Esse dia nunca chegou.

A garrafa de vinho nunca foi aberta.

E o apartamento do Leblon veio mundo abaixo quando o marido recebeu uma ligação para reconhecer o corpo. Do outro lado, uma voz, quase que mecânica, de uma pessoa que está acostumada a dar essas notícias de quinze em quinze minutos. E no lado de cá da escuta, um arrependimento que despedaça e nos transforma em pó.

‘- Amor, cadê você? Estou indo para o trabalho, quero o meu beijo. ’

Um arrependimento que adoece. A culpa de não ter tocado os seus lábios, sujado a droga da camisa de Domingo. A dúvida de que se talvez tivesse feito aquele pequeno gesto de amor teria evitado o acidente.
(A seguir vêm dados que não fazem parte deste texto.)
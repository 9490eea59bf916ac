use thiserror::Error;

/// A required field was missing or blank on create.
///
/// `field` is the wire name of the field, `message` is the user-facing hint.
#[derive(Debug, Clone, PartialEq, Eq, Error)]
#[error("invalid {field}: {message}")]
pub struct ValidationError {
    pub field: &'static str,
    pub message: &'static str,
}

impl ValidationError {
    pub(crate) fn missing(field: &'static str, message: &'static str) -> Self {
        Self { field, message }
    }
}
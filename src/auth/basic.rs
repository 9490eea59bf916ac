//! Parsing of `Authorization: Basic ...` header values.

use base64::{engine::general_purpose::STANDARD, Engine};

use super::AuthError;

/// Username and password carried by a basic auth header.
#[derive(Clone, PartialEq, Eq)]
pub struct BasicAuth {
    pub username: String,
    pub password: String,
}

impl BasicAuth {
    pub fn new(username: impl Into<String>, password: impl Into<String>) -> Self {
        Self {
            username: username.into(),
            password: password.into(),
        }
    }

    /// Parse a header value of the form `Basic base64(username:password)`.
    ///
    /// The scheme is case-insensitive. The password may contain `:`.
    pub fn parse(header: &str) -> Result<Self, AuthError> {
        let (scheme, encoded) = header
            .trim()
            .split_once(' ')
            .ok_or(AuthError::Malformed("missing scheme"))?;
        if !scheme.eq_ignore_ascii_case("basic") {
            return Err(AuthError::Malformed("unsupported scheme"));
        }

        let decoded = STANDARD
            .decode(encoded.trim())
            .map_err(|_| AuthError::Malformed("invalid base64"))?;
        let decoded = String::from_utf8(decoded).map_err(|_| AuthError::Malformed("invalid utf-8"))?;
        let (username, password) = decoded
            .split_once(':')
            .ok_or(AuthError::Malformed("missing ':' separator"))?;

        Ok(Self::new(username, password))
    }

    /// Render as a header value, the inverse of [`parse`](Self::parse).
    pub fn header_value(&self) -> String {
        let encoded = STANDARD.encode(format!("{}:{}", self.username, self.password));
        format!("Basic {encoded}")
    }
}

impl std::fmt::Debug for BasicAuth {
    fn fmt(&self, f: &mut std::fmt::Formatter<'_>) -> std::fmt::Result {
        f.debug_struct("BasicAuth")
            .field("username", &self.username)
            .field("password", &"***")
            .finish()
    }
}
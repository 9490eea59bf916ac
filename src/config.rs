//! Configuration file parsing for the cookbook server
//!
//! Supports TOML configuration files with the following sections:
//! - [server] - Bind address
//! - [store] - Whether to preload the demo recipes
//! - [auth.users] - Accepted username/password pairs
//!
//! Every section is optional; missing values fall back to the defaults.

use std::path::Path;

use anyhow::{Context, Result};
use serde::Deserialize;
use tracing::debug;

use crate::auth::Credentials;

/// TOML configuration file structure
#[derive(Debug, Clone, Default, Deserialize)]
pub struct CookbookConfig {
    #[serde(default)]
    pub server: ServerSection,

    #[serde(default)]
    pub store: StoreSection,

    #[serde(default)]
    pub auth: AuthSection,
}

/// Server configuration section
#[derive(Debug, Clone, Deserialize)]
pub struct ServerSection {
    /// Address to bind the HTTP listener to
    #[serde(default = "default_bind")]
    pub bind: String,
}

impl Default for ServerSection {
    fn default() -> Self {
        Self {
            bind: default_bind(),
        }
    }
}

fn default_bind() -> String {
    "127.0.0.1:5000".to_string()
}

/// Store configuration section
#[derive(Debug, Clone, Deserialize)]
pub struct StoreSection {
    /// Preload the demo recipes at startup
    #[serde(default = "default_seed")]
    pub seed: bool,
}

impl Default for StoreSection {
    fn default() -> Self {
        Self {
            seed: default_seed(),
        }
    }
}

fn default_seed() -> bool {
    true
}

/// Authentication section
#[derive(Debug, Clone, Default, Deserialize)]
pub struct AuthSection {
    /// Username -> password. Defaults to the demo accounts when omitted.
    #[serde(default)]
    pub users: Credentials,
}

impl CookbookConfig {
    /// Load from `path`, or return the defaults when no path is given.
    pub fn load(path: Option<&Path>) -> Result<Self> {
        match path {
            Some(path) => Self::from_file(path),
            None => Ok(Self::default()),
        }
    }

    pub fn from_file(path: &Path) -> Result<Self> {
        let content = std::fs::read_to_string(path)
            .with_context(|| format!("Failed to read config file: {}", path.display()))?;
        let config = Self::parse(&content)
            .with_context(|| format!("Failed to parse config file: {}", path.display()))?;
        debug!(path = %path.display(), users = config.auth.users.len(), "loaded config");
        Ok(config)
    }

    pub fn parse(content: &str) -> Result<Self> {
        Ok(toml::from_str(content)?)
    }
}
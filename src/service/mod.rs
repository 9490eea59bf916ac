//! Cookbook service - the recipe endpoints as plain methods.
//!
//! `Cookbook<R>` holds a recipe repository and the accepted credentials.
//! Each method implements one endpoint and returns its projection; the HTTP
//! transport (requires the `http` feature) only maps methods to routes.
//!
//! ## Example
//!
//! ```ignore
//! use cookbook::{Cookbook, Credentials, InMemoryRecipeStore};
//!
//! let cookbook = Cookbook::new(InMemoryRecipeStore::seeded(), Credentials::default());
//! let vegan = cookbook.vegan_recipes()?;
//!
//! // HTTP transport (requires "http" feature)
//! // cookbook::service::serve(Arc::new(cookbook), "127.0.0.1:5000").await?;
//! ```

mod error;

pub use error::CookbookError;

#[cfg(feature = "http")]
mod http;
#[cfg(feature = "http")]
pub use http::{router, serve};

use tracing::{info, warn};

use crate::auth::Credentials;
use crate::projection::{DeleteOutcome, RecipeCollection, SingleRecipe};
use crate::recipe::RecipeFields;
use crate::store::{RecipeFilter, RecipeRepository};

/// Recipe endpoints over a repository `R`.
pub struct Cookbook<R> {
    repo: R,
    credentials: Credentials,
}

impl<R: RecipeRepository> Cookbook<R> {
    pub fn new(repo: R, credentials: Credentials) -> Self {
        Self { repo, credentials }
    }

    /// Get a reference to the repository.
    pub fn repo(&self) -> &R {
        &self.repo
    }

    pub fn credentials(&self) -> &Credentials {
        &self.credentials
    }

    /// Check an `Authorization` header value. Returns the username.
    pub fn authenticate(&self, header: Option<&str>) -> Result<String, CookbookError> {
        self.credentials.authenticate(header).map_err(|e| {
            warn!(reason = %e, "rejected credentials");
            CookbookError::Unauthorized(e)
        })
    }

    /// `GET /recipes/italian`
    pub fn italian_recipes(&self) -> Result<RecipeCollection, CookbookError> {
        self.non_empty_listing(RecipeFilter::cuisine("Italian"))
    }

    /// `GET /recipes/vegan`
    pub fn vegan_recipes(&self) -> Result<RecipeCollection, CookbookError> {
        self.non_empty_listing(RecipeFilter::IsVegan(true))
    }

    /// `GET /recipes`. An empty store is still a success.
    pub fn all_recipes(&self) -> Result<RecipeCollection, CookbookError> {
        let recipes = self.repo.all()?;
        Ok(recipes.iter().collect())
    }

    /// `GET /recipes/{id}`
    pub fn recipe(&self, id: u64) -> Result<SingleRecipe, CookbookError> {
        let recipe = self
            .repo
            .find_by_id(id)?
            .ok_or_else(|| not_found(id))?;
        Ok(SingleRecipe::from(&recipe))
    }

    /// `POST /recipes`
    pub fn create_recipe(&self, fields: RecipeFields) -> Result<SingleRecipe, CookbookError> {
        let new = fields.validate()?;
        let recipe = self.repo.insert(new)?;
        info!(id = recipe.id, dish = %recipe.dish_name, "recipe created");
        Ok(SingleRecipe::from(&recipe))
    }

    /// `PUT /recipes/{id}`
    pub fn update_recipe(
        &self,
        id: u64,
        fields: RecipeFields,
    ) -> Result<SingleRecipe, CookbookError> {
        let recipe = self
            .repo
            .merge_fields(id, &fields)?
            .ok_or_else(|| not_found(id))?;
        if !fields.is_noop() {
            info!(id, "recipe updated");
        }
        Ok(SingleRecipe::from(&recipe))
    }

    /// `DELETE /recipes/{id}`
    pub fn delete_recipe(&self, id: u64) -> Result<DeleteOutcome, CookbookError> {
        self.repo.delete_by_id(id)?;
        info!(id, "recipe deleted");
        Ok(DeleteOutcome::deleted())
    }

    fn non_empty_listing(&self, filter: RecipeFilter) -> Result<RecipeCollection, CookbookError> {
        let recipes = self.repo.filter_by(&filter)?;
        if recipes.is_empty() {
            return Err(CookbookError::NotFound(format!("no recipes with {filter}")));
        }
        Ok(recipes.iter().collect())
    }
}

fn not_found(id: u64) -> CookbookError {
    CookbookError::NotFound(format!("recipe {id}"))
}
Ou não, quem vai saber?

‘- Agora estou com a boca toda suja de iogurte e você tem aquela reunião importante hoje, esqueceu? Não pode se atrasar para o voo. ’

Desde que o ‘Eu te amo’ virou bom dia a gente anda colocando os sentimentos no modo avião. Falta conexão, mais verdade, mais olho no olho, mais vontade de estar juntos, mais cama desarrumada, mais obscenidades no cangote, mais fins de semana com pipoca jogados no tapete da sala. Porque a gente nunca sabe quando será o último dia, o último beijo, o último ‘Mô, estou chegando em casa’.

- Te amo. Ah! Está levando a sua chave?’

Precisamos ter mais criatividade pra amar num quarto e sala sem ficar naquela tortura patética de viver numa mansão à beira-mar. Entender que não importa se alimentamos, vestimos e damos o melhor aos nossos filhos, o que conta no final, é colocá-los no nosso colo e dizer o quanto os amamos – esse é o maior alimento para o espírito e que, certamente, os livrarão dos remédios tarja preta no futuro.

Mas o marido acordou a tempo. Saiu correndo, berrando com os pulmões, e alcançou a sua felicidade bem no elevador:

- Amor, aqui está a sua chave, eu te amo muito. Você me faz muito feliz, sabia? Se a reunião não sair como o esperado não importa, a gente dá um jeito. Estarei sempre esperando você voltar porque o seu sorriso é o meu oxigênio.

Ela sorriu com os olhos, sem conseguir expressar tamanha alegria. Passou-lhe as mãos na boca limpando o iogurte e despediu-se com um beijo daqueles de cinema.